[Records for this task]
//! Data storage and persistence
//!
//! The chain's blocks live in the ledger itself (`core::blockchain`). This
//! module holds the derived UTXO index and the sled trees behind it.

pub mod chainstate;
pub mod utxo_set;

pub use chainstate::{ChainState, ChainStateTx};
pub use utxo_set::UTXOSet;
use crate::config::GLOBAL_CONFIG;
use crate::core::{MerkleProof, MerkleTree, MiningOptions, ProofOfWork, Transaction};
use crate::error::{BlockchainError, Result};
use crate::utils::{current_timestamp, deserialize, serialize};
use data_encoding::HEXLOWER;
use log::info;
use serde::{Deserialize, Serialize};

/// Format tag written into every block of this chain generation
pub const BLOCK_VERSION: u32 = 1;

#[derive(Debug, Clone, PartialEq, Eq, Serialize, Deserialize, bincode::Encode, bincode::Decode)]
pub struct Block {
    version: u32,
    timestamp: i64,
    transactions: Vec<Transaction>,
    hash: Vec<u8>,
    pre_block_hash: Vec<u8>, // empty for genesis
    difficulty: u8,
    nonce: u64,
    height: u64,
}

impl Block {
    /// Build and mine a block using the mining settings from the global config
    pub fn new_block(
        pre_block_hash: Vec<u8>,
        transactions: &[Transaction],
        height: u64,
        difficulty: u8,
    ) -> Result<Block> {
        let options = MiningOptions::from_config(&GLOBAL_CONFIG)?;
        Self::new_block_with_options(pre_block_hash, transactions, height, difficulty, options)
    }

    /// Build and mine a block. The returned block always validates.
    pub fn new_block_with_options(
        pre_block_hash: Vec<u8>,
        transactions: &[Transaction],
        height: u64,
        difficulty: u8,
        options: MiningOptions,
    ) -> Result<Block> {
        if transactions.is_empty() {
            return Err(BlockchainError::InvalidInput(
                "Block must contain at least one transaction".to_string(),
            ));
        }

        let mut block = Block {
            version: BLOCK_VERSION,
            timestamp: current_timestamp()?,
            transactions: transactions.to_vec(),
            hash: vec![],
            pre_block_hash,
            difficulty,
            nonce: 0,
            height,
        };

        info!("Starting proof-of-work for block at height {height} with difficulty {difficulty}");
        let pow = ProofOfWork::new_proof_of_work(&block)?.with_options(options);
        let (nonce, hash) = pow.run()?;
        block.nonce = nonce;
        block.hash = hash;
        info!(
            "Proof-of-work completed for block: {} (nonce: {nonce})",
            block.get_hash_hex()
        );

        Ok(block)
    }

    pub fn generate_genesis_block(coinbase: &Transaction, difficulty: u8) -> Result<Block> {
        Block::new_block(vec![], std::slice::from_ref(coinbase), 0, difficulty)
    }

    /// Check the stored nonce/hash pair against the block's difficulty
    pub fn validate(&self) -> bool {
        ProofOfWork::validate(self)
    }

    pub fn deserialize(bytes: &[u8]) -> Result<Block> {
        deserialize::<Block>(bytes)
    }

    pub fn serialize(&self) -> Result<Vec<u8>> {
        serialize(self)
    }

    pub fn get_version(&self) -> u32 {
        self.version
    }

    pub fn get_transactions(&self) -> &[Transaction] {
        self.transactions.as_slice()
    }

    pub fn get_pre_block_hash(&self) -> &[u8] {
        self.pre_block_hash.as_slice()
    }

    pub fn get_hash(&self) -> &[u8] {
        self.hash.as_slice()
    }

    pub fn get_hash_hex(&self) -> String {
        HEXLOWER.encode(&self.hash)
    }

    pub fn get_timestamp(&self) -> i64 {
        self.timestamp
    }

    pub fn get_height(&self) -> u64 {
        self.height
    }

    pub fn get_difficulty(&self) -> u8 {
        self.difficulty
    }

    pub fn get_nonce(&self) -> u64 {
        self.nonce
    }

    pub fn is_genesis(&self) -> bool {
        self.pre_block_hash.is_empty()
    }

    /// Merkle root over the ids of this block's transactions
    pub fn hash_transactions(&self) -> Result<Vec<u8>> {
        MerkleTree::calculate_merkle_root(&self.transaction_ids())
    }

    /// Generate a Merkle proof for a transaction in this block
    pub fn generate_merkle_proof(&self, transaction_index: usize) -> Result<MerkleProof> {
        MerkleTree::new(&self.transaction_ids())?.generate_proof(transaction_index)
    }

    /// Verify a Merkle proof against this block's transactions
    pub fn verify_merkle_proof(&self, proof: &MerkleProof) -> Result<bool> {
        if proof.merkle_root != self.hash_transactions()? {
            return Ok(false);
        }
        Ok(MerkleTree::verify_proof(proof))
    }

    fn transaction_ids(&self) -> Vec<Vec<u8>> {
        self.transactions
            .iter()
            .map(|tx| tx.get_id().to_vec())
            .collect()
    }

    #[cfg(test)]
    pub(crate) fn new_unmined(
        pre_block_hash: Vec<u8>,
        transactions: Vec<Transaction>,
        height: u64,
        difficulty: u8,
    ) -> Block {
        Block {
            version: BLOCK_VERSION,
            timestamp: 1_700_000_000,
            transactions,
            hash: vec![],
            pre_block_hash,
            difficulty,
            nonce: 0,
            height,
        }
    }
}

#[cfg(test)]
mod tests {
    use super::*;

    fn mine(difficulty: u8) -> Block {
        let coinbase_tx = Transaction::new_coinbase_tx(b"miner", 50).unwrap();
        Block::new_block_with_options(
            vec![9; 32],
            &[coinbase_tx],
            1,
            difficulty,
            MiningOptions {
                workers: 2,
                max_nonce: u64::MAX,
            },
        )
        .unwrap()
    }

    #[test]
    fn test_mined_block_validates() {
        let block = mine(8);
        assert!(block.validate());
        assert_eq!(block.get_version(), BLOCK_VERSION);
        assert_eq!(block.get_hash().len(), 32);
        assert!(!block.is_genesis());
    }

    #[test]
    fn test_altered_nonce_fails_validation() {
        let mut block = mine(8);
        block.nonce = block.nonce.wrapping_add(1);
        assert!(!block.validate());
    }

    #[test]
    fn test_altered_payload_fails_validation() {
        let mut block = mine(8);
        block.height += 1;
        assert!(!block.validate());

        let mut block = mine(8);
        block.transactions = vec![Transaction::new_coinbase_tx(b"thief", 50).unwrap()];
        assert!(!block.validate());
    }

    #[test]
    fn test_block_without_transactions_is_rejected() {
        let result = Block::new_block_with_options(vec![], &[], 0, 1, MiningOptions::default());
        assert!(matches!(result, Err(BlockchainError::InvalidInput(_))));

        let mut block = mine(1);
        block.transactions.clear();
        assert!(!block.validate());
    }

    #[test]
    fn test_genesis_block() {
        let coinbase_tx = Transaction::new_coinbase_tx(b"founder", 50).unwrap();
        let genesis = Block::new_block_with_options(
            vec![],
            &[coinbase_tx],
            0,
            4,
            MiningOptions {
                workers: 2,
                max_nonce: u64::MAX,
            },
        )
        .unwrap();

        assert!(genesis.is_genesis());
        assert_eq!(genesis.get_height(), 0);
        assert_eq!(genesis.get_difficulty(), 4);
        assert!(genesis.validate());
    }

    #[test]
    fn test_serialization_preserves_validity() {
        let block = mine(6);
        let bytes = block.serialize().unwrap();
        let decoded = Block::deserialize(&bytes).unwrap();

        assert_eq!(decoded, block);
        assert!(decoded.validate());
        assert!(Block::deserialize(&bytes[..bytes.len() / 2]).is_err());
    }

    #[test]
    fn test_merkle_proof_for_block_transactions() {
        let coinbase_tx = Transaction::new_coinbase_tx(b"miner", 50).unwrap();
        let other = Transaction::new_coinbase_tx(b"other", 5).unwrap();
        let block = Block::new_unmined(vec![], vec![coinbase_tx, other], 0, 0);

        let proof = block.generate_merkle_proof(1).unwrap();
        assert!(block.verify_merkle_proof(&proof).unwrap());

        let foreign = Block::new_unmined(
            vec![],
            vec![Transaction::new_coinbase_tx(b"x", 1).unwrap()],
            0,
            0,
        );
        assert!(!foreign.verify_merkle_proof(&proof).unwrap());
    }
}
[/Records for this task]
Work to be completed >> Among the lines of the data above, find those with the word "other" and show them.

Output for this exercise >>
        let other = Transaction::new_coinbase_tx(b"other", 5).unwrap();
        let block = Block::new_unmined(vec![], vec![coinbase_tx, other], 0, 0);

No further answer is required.